As mentioned before, the key difference in Aspen, as compared to other distributed data architectures, is that it uses a model based on explicit object pointers for locating data in the system rather than the conventional consistent hashing or sharding approaches. The cost is a little more overhead in the data lookup process and bookkeeping but the benefit is unparalleled flexibility in data configuration and placement options that may be leveraged during application design. It also provides run time benefits for on-the-fly tuning of operational factors such as availability, reliability, latency, and cost, to name a few.
At its core, Aspen is an object store. At least insofar as all data managed by the system is stored as discreet "objects" which are relatively small, typically on the order of kilobytes to tens of megabytes. The following list outlines some of the characteristics of the system. While most of these aspects are not unique to Aspen, the combination of them results in an architecture significantly different from current mainstream distributed system designs.
- Object allocation results in an Object Pointer - These are relatively small, typically 50 - 100 bytes in size and may be stored in other objects to form distributed data structures like linked-lists, B-trees, graphs, etc.
- The choice between replication or erasure coding and their factor is made at the time of allocation - This allows applications to mix-and-match various replication and erasure coding schemes to best suit their needs.
- All object updates are made via transactions - Transactions may simultaneously update single or multiple objects with Atomic, Consistent, and Durable guarantees.
- Transactions require only one round trip in the contention and error free case
- Transactions may specify required post-commit actions - These idempotent actions are guaranteed to be completed after a transaction successfully commits and are useful for short-duration cleanup and maintenance activities.
- Provides a tasking model for durable, long-running operations - Tasks leverage Aspen objects to store task state and multi-object transactions to ensure the successful completion of multi-phase, long-running tasks in the presence of node failure and system crashes, e.g, deleting a tree structure comprised of millions of individual objects.
- Designed to take advantage of heterogeneous storage media - Data stores may be placed on storage media to optimize their intended use case. For example, the upper tiers of a B-tree could be backed by NVME media for fast lookups while the bottom tier could be backed by spinning disks to store bulk data.
- Data stores and, consequently, their stored objects may be freely migrated between hosts and backing media on-the-fly - Data stores are logical entities that may be freely moved about to satisfy changing needs of the operational environment.

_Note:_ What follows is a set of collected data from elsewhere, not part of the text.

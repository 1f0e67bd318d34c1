//! Entry construction: describe and categorize each repository.

use std::path::Path;

use tracing::{info, instrument, warn};

use contribmerge_github::RepoContributions;
use contribmerge_shared::{CategoryBatch, ContribMergeError, Entry, Result};

use crate::categorize::Categorizer;
use crate::describe::{Describer, fallback_description};
use crate::pipeline::ProgressReporter;

/// Link to the user's merged pull requests in `repo`.
pub fn pr_list_url(web_base: &str, repo: &str, username: &str) -> String {
    format!(
        "{}/{repo}/pulls?q=is%3Apr+author%3A{username}+is%3Amerged",
        web_base.trim_end_matches('/')
    )
}

/// Build category batches from grouped contributions.
///
/// Repositories are handled one at a time in the given order; categories
/// appear in the order their first repository does. A failed or empty
/// description is replaced by [`fallback_description`].
#[instrument(skip_all, fields(repos = repos.len()))]
pub async fn build_entries<D: Describer>(
    repos: &[RepoContributions],
    username: &str,
    web_base: &str,
    describer: &D,
    categorizer: &Categorizer,
    progress: &dyn ProgressReporter,
) -> Vec<CategoryBatch> {
    let mut batches: Vec<CategoryBatch> = Vec::new();

    for (i, repo) in repos.iter().enumerate() {
        progress.repository(&repo.repository, i + 1, repos.len());

        let description = match describer.describe(&repo.repository, &repo.pull_requests).await {
            Ok(text) if !text.trim().is_empty() => text,
            Ok(_) => fallback_description(repo.count()),
            Err(e) => {
                warn!(repository = %repo.repository, error = %e, "using fallback description");
                fallback_description(repo.count())
            }
        };

        let entry = Entry {
            identifier: repo.repository.clone(),
            description,
            reference_url: pr_list_url(web_base, &repo.repository, username),
            occurrence_count: repo.count(),
        };

        let category = categorizer.categorize(&repo.repository);
        match batches.iter_mut().find(|b| b.category == category) {
            Some(batch) => batch.entries.push(entry),
            None => batches.push(CategoryBatch {
                category: category.to_string(),
                entries: vec![entry],
            }),
        }
    }

    info!(categories = batches.len(), "entries built");
    batches
}

/// Read a pre-built entry set (JSON array of category batches).
pub fn load_entries(path: &Path) -> Result<Vec<CategoryBatch>> {
    let json = std::fs::read_to_string(path).map_err(|e| ContribMergeError::io(path, e))?;
    let batches: Vec<CategoryBatch> = serde_json::from_str(&json)
        .map_err(|e| ContribMergeError::parse(format!("{}: {e}", path.display())))?;

    for batch in &batches {
        if batch.category.trim().is_empty() {
            return Err(ContribMergeError::validation("category name must not be empty"));
        }
        if let Some(entry) = batch.entries.iter().find(|e| e.identifier.trim().is_empty()) {
            return Err(ContribMergeError::validation(format!(
                "entry in '{}' has an empty identifier ({})",
                batch.category, entry.reference_url
            )));
        }
    }

    Ok(batches)
}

A full description of how Aspen works and its design tradeoffs may be found in the Architecture section of the Project Homepage
AmoebaFS is included with Aspen as a proof-of-concept application that demonstrates most of Aspen's unique features. It leverage's dcache's Java NFS server library to export a file system built on top of Aspen and currently supports most of the basic file system operations. It's very much alpha quality at the moment but it does a decent job of showcasing what Aspen is capable of and could eventually morph into something useful, should others find it interesting enough to chip in on its development.
More information about the potential design and use cases for AmoebaFS may be found in its section of the Project Homepage
- Run
sbt compile - Copy t.template to t
- Run sbt without any options to enter its cli
- Run
export runtime:fullClasspathto generate the full classpath needed to run the compiled code - exit sbt
- Update the 't' file with the generated CLASSPATH and set the JAVA_HOME directory to your installed JDK location
Run the following command to generate and initialize 3 nodes. This will create and
populate a state folder in the demo directory for each node.
./t bootstrap demo/bootstrap_config.yaml
In three separate terminals, execute each of the node server processes:
./t node demo/bootstrap_config.yaml demo/node_a.yaml
./t node demo/bootstrap_config.yaml demo/node_b.yaml
./t node demo/bootstrap_config.yaml demo/node_c.yaml
In a fourth terminal, run the following command to launch the AmoebaFS NFS server process.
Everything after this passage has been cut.